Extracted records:
*** Block opens ***

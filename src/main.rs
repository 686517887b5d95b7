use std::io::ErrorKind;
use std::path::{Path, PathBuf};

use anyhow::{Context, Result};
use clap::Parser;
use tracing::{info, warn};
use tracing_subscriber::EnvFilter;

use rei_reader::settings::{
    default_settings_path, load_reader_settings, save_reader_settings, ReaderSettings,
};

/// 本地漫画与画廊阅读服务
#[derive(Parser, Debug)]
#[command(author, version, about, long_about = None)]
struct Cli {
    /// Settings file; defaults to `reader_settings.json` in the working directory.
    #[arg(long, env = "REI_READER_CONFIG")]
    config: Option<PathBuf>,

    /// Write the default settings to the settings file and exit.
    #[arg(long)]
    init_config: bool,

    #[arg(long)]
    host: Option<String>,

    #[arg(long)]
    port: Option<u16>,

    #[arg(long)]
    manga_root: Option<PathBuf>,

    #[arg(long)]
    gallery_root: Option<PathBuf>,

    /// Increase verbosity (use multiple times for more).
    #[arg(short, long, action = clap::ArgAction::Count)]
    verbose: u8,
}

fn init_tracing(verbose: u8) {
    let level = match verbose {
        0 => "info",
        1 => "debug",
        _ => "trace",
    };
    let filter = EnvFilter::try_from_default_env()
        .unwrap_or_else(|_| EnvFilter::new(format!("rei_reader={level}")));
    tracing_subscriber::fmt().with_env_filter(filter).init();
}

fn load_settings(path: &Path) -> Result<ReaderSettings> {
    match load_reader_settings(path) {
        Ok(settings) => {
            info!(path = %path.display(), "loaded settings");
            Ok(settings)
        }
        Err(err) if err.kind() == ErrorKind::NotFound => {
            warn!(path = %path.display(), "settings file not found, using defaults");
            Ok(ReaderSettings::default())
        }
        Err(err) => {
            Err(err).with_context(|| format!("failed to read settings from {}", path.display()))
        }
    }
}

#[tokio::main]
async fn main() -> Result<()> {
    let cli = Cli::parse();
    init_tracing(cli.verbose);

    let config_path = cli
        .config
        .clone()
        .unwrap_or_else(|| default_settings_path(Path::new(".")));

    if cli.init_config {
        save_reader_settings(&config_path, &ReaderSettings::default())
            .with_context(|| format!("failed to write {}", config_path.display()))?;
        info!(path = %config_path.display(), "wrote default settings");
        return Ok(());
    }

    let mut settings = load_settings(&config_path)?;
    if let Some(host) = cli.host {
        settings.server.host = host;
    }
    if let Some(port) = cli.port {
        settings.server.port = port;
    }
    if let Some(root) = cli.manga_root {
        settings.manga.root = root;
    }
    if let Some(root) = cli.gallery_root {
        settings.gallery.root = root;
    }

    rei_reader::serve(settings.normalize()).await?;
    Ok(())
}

*** Block closes ***

**What you should do**
Word for word, repeat every entry listed above.

**Task answer**
filename src/main.rs
repository 686517887b5d95b7
use std::io::ErrorKind;
use std::path::{Path, PathBuf};

use anyhow::{Context, Result};
use clap::Parser;
use tracing::{info, warn};
use tracing_subscriber::EnvFilter;

use rei_reader::settings::{
    default_settings_path, load_reader_settings, save_reader_settings, ReaderSettings,
};

/// 本地漫画与画廊阅读服务
#[derive(Parser, Debug)]
#[command(author, version, about, long_about = None)]
struct Cli {
    /// Settings file; defaults to `reader_settings.json` in the working directory.
    #[arg(long, env = "REI_READER_CONFIG")]
    config: Option<PathBuf>,

    /// Write the default settings to the settings file and exit.
    #[arg(long)]
    init_config: bool,

    #[arg(long)]
    host: Option<String>,

    #[arg(long)]
    port: Option<u16>,

    #[arg(long)]
    manga_root: Option<PathBuf>,

    #[arg(long)]
    gallery_root: Option<PathBuf>,

    /// Increase verbosity (use multiple times for more).
    #[arg(short, long, action = clap::ArgAction::Count)]
    verbose: u8,
}

fn init_tracing(verbose: u8) {
    let level = match verbose {
        0 => "info",
        1 => "debug",
        _ => "trace",
    };
    let filter = EnvFilter::try_from_default_env()
        .unwrap_or_else(|_| EnvFilter::new(format!("rei_reader={level}")));
    tracing_subscriber::fmt().with_env_filter(filter).init();
}

fn load_settings(path: &Path) -> Result<ReaderSettings> {
    match load_reader_settings(path) {
        Ok(settings) => {
            info!(path = %path.display(), "loaded settings");
            Ok(settings)
        }
        Err(err) if err.kind() == ErrorKind::NotFound => {
            warn!(path = %path.display(), "settings file not found, using defaults");
            Ok(ReaderSettings::default())
        }
        Err(err) => {
            Err(err).with_context(|| format!("failed to read settings from {}", path.display()))
        }
    }
}

#[tokio::main]
async fn main() -> Result<()> {
    let cli = Cli::parse();
    init_tracing(cli.verbose);

    let config_path = cli
        .config
        .clone()
        .unwrap_or_else(|| default_settings_path(Path::new(".")));

    if cli.init_config {
        save_reader_settings(&config_path, &ReaderSettings::default())
            .with_context(|| format!("failed to write {}", config_path.display()))?;
        info!(path = %config_path.display(), "wrote default settings");
        return Ok(());
    }

    let mut settings = load_settings(&config_path)?;
    if let Some(host) = cli.host {
        settings.server.host = host;
    }
    if let Some(port) = cli.port {
        settings.server.port = port;
    }
    if let Some(root) = cli.manga_root {
        settings.manga.root = root;
    }
    if let Some(root) = cli.gallery_root {
        settings.gallery.root = root;
    }

    rei_reader::serve(settings.normalize()).await?;
    Ok(())
}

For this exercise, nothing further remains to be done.